(WHAT NEEDS TO BE DONE)
In the records below, find each line with the word "LogEvent" and copy it.

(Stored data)
[Start of section]

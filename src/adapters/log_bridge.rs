//! Bridge from the `log` facade

use super::LogAdapter;
use crate::core::{
    is_dispatch_worker, Dispatcher, LogEvent, LogLevel, NeuralLogError, Result, SourceLocation,
    DEFAULT_SHUTDOWN_TIMEOUT,
};
use log::{LevelFilter, Metadata, Record};
use std::sync::Arc;

/// Forwards `log` records to one dispatcher; the record target becomes the
/// `logger` field.
///
/// # Example
///
/// ```no_run
/// use neurallog::adapters::LogBridge;
/// use neurallog::prelude::*;
///
/// let registry = LoggerRegistry::http();
/// LogBridge::init(registry.get_or_create("my-application").unwrap()).unwrap();
///
/// log::info!("forwarded to NeuralLog");
/// ```
pub struct LogBridge {
    dispatcher: Arc<Dispatcher>,
}

impl LogBridge {
    pub fn new(dispatcher: Arc<Dispatcher>) -> Self {
        Self { dispatcher }
    }

    /// Install as the global `log` logger, with the max level taken from the
    /// dispatcher threshold
    pub fn init(dispatcher: Arc<Dispatcher>) -> Result<()> {
        let max_level = Self::level_filter(dispatcher.level());
        log::set_boxed_logger(Box::new(Self::new(dispatcher)))
            .map_err(|e| NeuralLogError::config("LogBridge", e.to_string()))?;
        log::set_max_level(max_level);
        Ok(())
    }

    pub fn level_filter(threshold: LogLevel) -> LevelFilter {
        match threshold {
            LogLevel::Trace => LevelFilter::Trace,
            LogLevel::Debug => LevelFilter::Debug,
            LogLevel::Info => LevelFilter::Info,
            LogLevel::Warn => LevelFilter::Warn,
            LogLevel::Error | LogLevel::Fatal => LevelFilter::Error,
        }
    }

    pub fn dispatcher(&self) -> &Arc<Dispatcher> {
        &self.dispatcher
    }
}

impl<'r> LogAdapter<Record<'r>> for LogBridge {
    fn map_level(&self, event: &Record<'r>) -> LogLevel {
        event.level().into()
    }

    fn build_event<'a>(&self, event: &'a Record<'r>) -> LogEvent<'a> {
        let built = LogEvent::new(self.map_level(event), event.args().to_string())
            .with_logger(event.target());

        match event.file() {
            Some(file) => {
                let mut location = SourceLocation::new(file, event.line().unwrap_or(0));
                if let Some(module) = event.module_path() {
                    location = location.with_module(module);
                }
                built.with_location(location)
            }
            None => built,
        }
    }
}

impl log::Log for LogBridge {
    fn enabled(&self, metadata: &Metadata) -> bool {
        // Records from worker threads come from the transport itself.
        !is_dispatch_worker() && self.dispatcher.is_enabled(metadata.level().into())
    }

    fn log(&self, record: &Record) {
        if is_dispatch_worker() {
            return;
        }
        self.forward(&self.dispatcher, record);
    }

    fn flush(&self) {
        self.dispatcher.flush(DEFAULT_SHUTDOWN_TIMEOUT);
    }
}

[End of section]

(WRITTEN ANSWER)
    is_dispatch_worker, Dispatcher, LogEvent, LogLevel, NeuralLogError, Result, SourceLocation,
    fn build_event<'a>(&self, event: &'a Record<'r>) -> LogEvent<'a> {
        let built = LogEvent::new(self.map_level(event), event.args().to_string())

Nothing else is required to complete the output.